» YOUR TASK: Read the records below and copy each line that contains "Timestamp".

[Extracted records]

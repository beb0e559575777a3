//! City: a named place inside a [`State`](crate::state::State).

use serde::{Deserialize, Serialize};

use crate::error::{HbnbError, ValidationError};
use crate::id::{CityId, StateId};
use crate::time::{self, Timestamp};

/// A city belonging to exactly one state.
#[derive(Debug, Clone, PartialEq, Eq, Serialize, Deserialize)]
pub struct City {
    pub id: CityId,
    pub created_at: Timestamp,
    pub updated_at: Timestamp,
    pub state_id: StateId,
    pub name: String,
}

impl City {
    /// Create a builder for constructing a [`City`].
    #[must_use]
    pub fn builder() -> CityBuilder {
        CityBuilder::default()
    }

    /// Overwrite every field the patch carries. `state_id` is not patchable.
    pub fn apply(&mut self, patch: CityPatch) {
        if let Some(name) = patch.name {
            self.name = name;
        }
    }
}

/// Step-by-step builder for [`City`]; also the creation payload.
///
/// `state_id` is never read from a payload, the owning state is assigned by
/// the caller.
#[derive(Debug, Default, Deserialize)]
#[serde(default)]
pub struct CityBuilder {
    #[serde(skip)]
    state_id: Option<StateId>,
    name: Option<String>,
}

impl CityBuilder {
    #[must_use]
    pub fn state_id(mut self, state_id: StateId) -> Self {
        self.state_id = Some(state_id);
        self
    }

    #[must_use]
    pub fn name(mut self, name: impl Into<String>) -> Self {
        self.name = Some(name.into());
        self
    }

    /// Consume the builder and return a fresh [`City`].
    ///
    /// # Errors
    ///
    /// Returns [`ValidationError::MissingField`] if `name` or `state_id` was
    /// never set.
    pub fn build(self) -> Result<City, HbnbError> {
        let name = self.name.ok_or(ValidationError::MissingField("name"))?;
        let state_id = self
            .state_id
            .ok_or(ValidationError::MissingField("state_id"))?;
        let now = time::now();
        Ok(City {
            id: CityId::new(),
            created_at: now,
            updated_at: now,
            state_id,
            name,
        })
    }
}

/// Mutable fields of a [`City`].
#[derive(Debug, Default, Deserialize)]
#[serde(default)]
pub struct CityPatch {
    pub name: Option<String>,
}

» SOLUTION TO THIS TASK:
use crate::time::{self, Timestamp};
    pub created_at: Timestamp,
    pub updated_at: Timestamp,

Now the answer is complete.